Sartre’s Life
Jean-Paul Charles-Aymard Sartre was born on June 21, 1905, in Paris, France. His father, Jean-Baptiste Sartre, was an officer in the French Navy. His mother, Anne-Marie Schweitzer, was the cousin of Nobel Prize laureate Dr. Albert Schweitzer. Sartre was one year old when his father died. He was raised in Meudon, at the home of his tough grandfather Charles Schweitzer, a high school professor. His early education included music, mathematic, and classical literature. He studied at the Lycee Montaigne and at Lycee Henri IV in Paris. In 1917 his mother married an engineer at the naval yards in La Rochelle. There young Sartre suffered under his controlling stepfather, whom he called an "intruder". Such experiences shaped his character to rebel. After graduating from the Ecole Normale Supérieure in 1929 with a doctorate in philosophy, he served in the French Army from 1929-31. He then served as schoolmaster for several years at Le Havre, Lyon, and Paris.
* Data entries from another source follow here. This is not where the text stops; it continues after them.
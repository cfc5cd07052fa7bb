//! Exponential backoff with jitter for stream reconnection.

use std::time::Duration;

use rand::Rng;

use crate::config::ReconnectionConfig;

/// Exponential backoff state for one connection worker.
///
/// Delays grow by `backoff_multiplier` per failed attempt, capped at
/// `max_delay_ms`, with random jitter added so workers reconnecting at the
/// same moment do not stampede the endpoint. The attempt counter only goes
/// back to zero via [`Backoff::reset`], which the worker calls after the
/// link has proven stable.
#[derive(Debug)]
pub struct Backoff {
    config: ReconnectionConfig,
    attempt: u32,
}

impl Backoff {
    #[must_use]
    pub fn new(config: ReconnectionConfig) -> Self {
        Self { config, attempt: 0 }
    }

    /// Consecutive failed attempts so far.
    #[must_use]
    pub fn attempts(&self) -> u32 {
        self.attempt
    }

    /// True once the attempt budget is spent.
    #[must_use]
    pub fn exhausted(&self) -> bool {
        self.attempt >= self.config.max_attempts
    }

    /// Record a failure and return the delay to sleep before the next
    /// attempt.
    pub fn next_delay(&mut self) -> Duration {
        let base = self.config.initial_delay_ms as f64
            * self.config.backoff_multiplier.powi(self.attempt as i32);
        let capped = base.min(self.config.max_delay_ms as f64);
        let jitter = capped * self.config.jitter_ratio * rand::thread_rng().gen::<f64>();
        self.attempt = self.attempt.saturating_add(1);
        Duration::from_millis((capped + jitter) as u64)
    }

    /// Clear the attempt counter after a stable session.
    pub fn reset(&mut self) {
        self.attempt = 0;
    }
}
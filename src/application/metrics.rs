//! Pipeline metrics: counters and sliding latency windows.
//!
//! Strictly a read-only observer — recording a metric never influences
//! pipeline behavior.

use std::collections::VecDeque;
use std::sync::atomic::{AtomicU64, Ordering};
use std::sync::Arc;
use std::time::Duration;

use parking_lot::RwLock;

use crate::infrastructure::{ConnectionPool, DataCache, EventRouter, RateLimiter};

/// Maximum latency samples retained per window.
const MAX_SAMPLES: usize = 1000;

/// Percentiles over one sliding latency window.
#[derive(Debug, Clone, Copy, Default, PartialEq, Eq)]
pub struct LatencyMetrics {
    pub p50: Duration,
    pub p95: Duration,
    pub p99: Duration,
    pub sample_count: usize,
}

/// Sliding window of latency samples.
struct LatencyWindow {
    samples: RwLock<VecDeque<Duration>>,
}

impl LatencyWindow {
    fn new() -> Self {
        Self {
            samples: RwLock::new(VecDeque::with_capacity(MAX_SAMPLES)),
        }
    }

    fn record(&self, latency: Duration) {
        let mut samples = self.samples.write();
        samples.push_back(latency);
        while samples.len() > MAX_SAMPLES {
            samples.pop_front();
        }
    }

    fn metrics(&self) -> LatencyMetrics {
        let samples = self.samples.read();
        if samples.is_empty() {
            return LatencyMetrics::default();
        }
        let mut sorted: Vec<Duration> = samples.iter().copied().collect();
        sorted.sort();
        LatencyMetrics {
            p50: percentile(&sorted, 0.50),
            p95: percentile(&sorted, 0.95),
            p99: percentile(&sorted, 0.99),
            sample_count: samples.len(),
        }
    }
}

/// Percentile from a sorted slice, `Duration::ZERO` when empty.
fn percentile(samples: &[Duration], p: f64) -> Duration {
    if samples.is_empty() {
        return Duration::ZERO;
    }
    let index = ((samples.len() as f64 - 1.0) * p).round() as usize;
    samples[index.min(samples.len() - 1)]
}

#[derive(Default)]
struct Counters {
    events_in: AtomicU64,
    signals_rejected: AtomicU64,
    orders_completed: AtomicU64,
    orders_failed: AtomicU64,
    orders_timed_out: AtomicU64,
    retries: AtomicU64,
    positions_opened: AtomicU64,
    positions_closed: AtomicU64,
}

/// Point-in-time snapshot of all pipeline metrics.
#[derive(Debug, Clone, Copy, Default)]
pub struct MetricsSnapshot {
    pub events_in: u64,
    pub events_dropped: u64,
    pub cache_hits: u64,
    pub cache_misses: u64,
    pub limiter_delays: u64,
    pub reconnects: u64,
    pub signals_rejected: u64,
    pub orders_completed: u64,
    pub orders_failed: u64,
    pub orders_timed_out: u64,
    pub retries: u64,
    pub positions_opened: u64,
    pub positions_closed: u64,
    pub execution_latency: LatencyMetrics,
    pub event_latency: LatencyMetrics,
}

/// Counter sources owned by the infrastructure components.
///
/// The cache, limiter, pool and router keep their own counters; the
/// recorder reads them at snapshot time instead of double-counting.
struct StatSources {
    cache: DataCache,
    limiter: RateLimiter,
    pool: ConnectionPool,
    router: EventRouter,
}

/// Shared metrics recorder. Cheap to clone.
#[derive(Clone)]
pub struct MetricsRecorder {
    counters: Arc<Counters>,
    sources: Arc<RwLock<Option<StatSources>>>,
    execution_latency: Arc<LatencyWindow>,
    event_latency: Arc<LatencyWindow>,
}

impl Default for MetricsRecorder {
    fn default() -> Self {
        Self::new()
    }
}

impl MetricsRecorder {
    #[must_use]
    pub fn new() -> Self {
        Self {
            counters: Arc::new(Counters::default()),
            sources: Arc::new(RwLock::new(None)),
            execution_latency: Arc::new(LatencyWindow::new()),
            event_latency: Arc::new(LatencyWindow::new()),
        }
    }

    /// Attach the components whose counters feed the snapshot.
    pub fn observe_components(
        &self,
        cache: DataCache,
        limiter: RateLimiter,
        pool: ConnectionPool,
        router: EventRouter,
    ) {
        *self.sources.write() = Some(StatSources {
            cache,
            limiter,
            pool,
            router,
        });
    }

    pub fn event_in(&self) {
        self.counters.events_in.fetch_add(1, Ordering::Relaxed);
    }

    pub fn signal_rejected(&self) {
        self.counters
            .signals_rejected
            .fetch_add(1, Ordering::Relaxed);
    }

    pub fn order_completed(&self) {
        self.counters
            .orders_completed
            .fetch_add(1, Ordering::Relaxed);
    }

    pub fn order_failed(&self) {
        self.counters.orders_failed.fetch_add(1, Ordering::Relaxed);
    }

    pub fn order_timed_out(&self) {
        self.counters
            .orders_timed_out
            .fetch_add(1, Ordering::Relaxed);
    }

    pub fn retry(&self) {
        self.counters.retries.fetch_add(1, Ordering::Relaxed);
    }

    pub fn position_opened(&self) {
        self.counters
            .positions_opened
            .fetch_add(1, Ordering::Relaxed);
    }

    pub fn position_closed(&self) {
        self.counters
            .positions_closed
            .fetch_add(1, Ordering::Relaxed);
    }

    /// Record end-to-end latency of one execution attempt chain.
    pub fn record_execution_latency(&self, latency: Duration) {
        self.execution_latency.record(latency);
    }

    /// Record feed-to-routing latency of one market event.
    pub fn record_event_latency(&self, latency: Duration) {
        self.event_latency.record(latency);
    }

    /// Point-in-time snapshot of every counter and window.
    ///
    /// Component-owned counters (cache, limiter, pool, router) read zero
    /// until [`MetricsRecorder::observe_components`] has run.
    #[must_use]
    pub fn snapshot(&self) -> MetricsSnapshot {
        let c = &self.counters;
        let sources = self.sources.read();
        let (cache_hits, cache_misses) = sources
            .as_ref()
            .map_or((0, 0), |s| {
                let stats = s.cache.stats();
                (stats.hits, stats.misses)
            });
        let limiter_delays = sources.as_ref().map_or(0, |s| s.limiter.stats().delayed);
        let (reconnects, events_dropped) = sources.as_ref().map_or((0, 0), |s| {
            let pool = s.pool.stats();
            (
                pool.reconnects,
                pool.dropped_events + s.router.dropped_events(),
            )
        });
        MetricsSnapshot {
            events_in: c.events_in.load(Ordering::Relaxed),
            events_dropped,
            cache_hits,
            cache_misses,
            limiter_delays,
            reconnects,
            signals_rejected: c.signals_rejected.load(Ordering::Relaxed),
            orders_completed: c.orders_completed.load(Ordering::Relaxed),
            orders_failed: c.orders_failed.load(Ordering::Relaxed),
            orders_timed_out: c.orders_timed_out.load(Ordering::Relaxed),
            retries: c.retries.load(Ordering::Relaxed),
            positions_opened: c.positions_opened.load(Ordering::Relaxed),
            positions_closed: c.positions_closed.load(Ordering::Relaxed),
            execution_latency: self.execution_latency.metrics(),
            event_latency: self.event_latency.metrics(),
        }
    }
}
He published his first novel,Nausea, in 1938, and a year later, a volume of short stories entitled The Wall. His literary career, however, was put on hold in 1939 when the French Army was mobilized. He was taken prisoner in June of 1940 and imprisoned in Staleg XIID near Trier. After nine months in the German prison camp, Sartre managed to escape and made his way to Paris where he joined the French Underground.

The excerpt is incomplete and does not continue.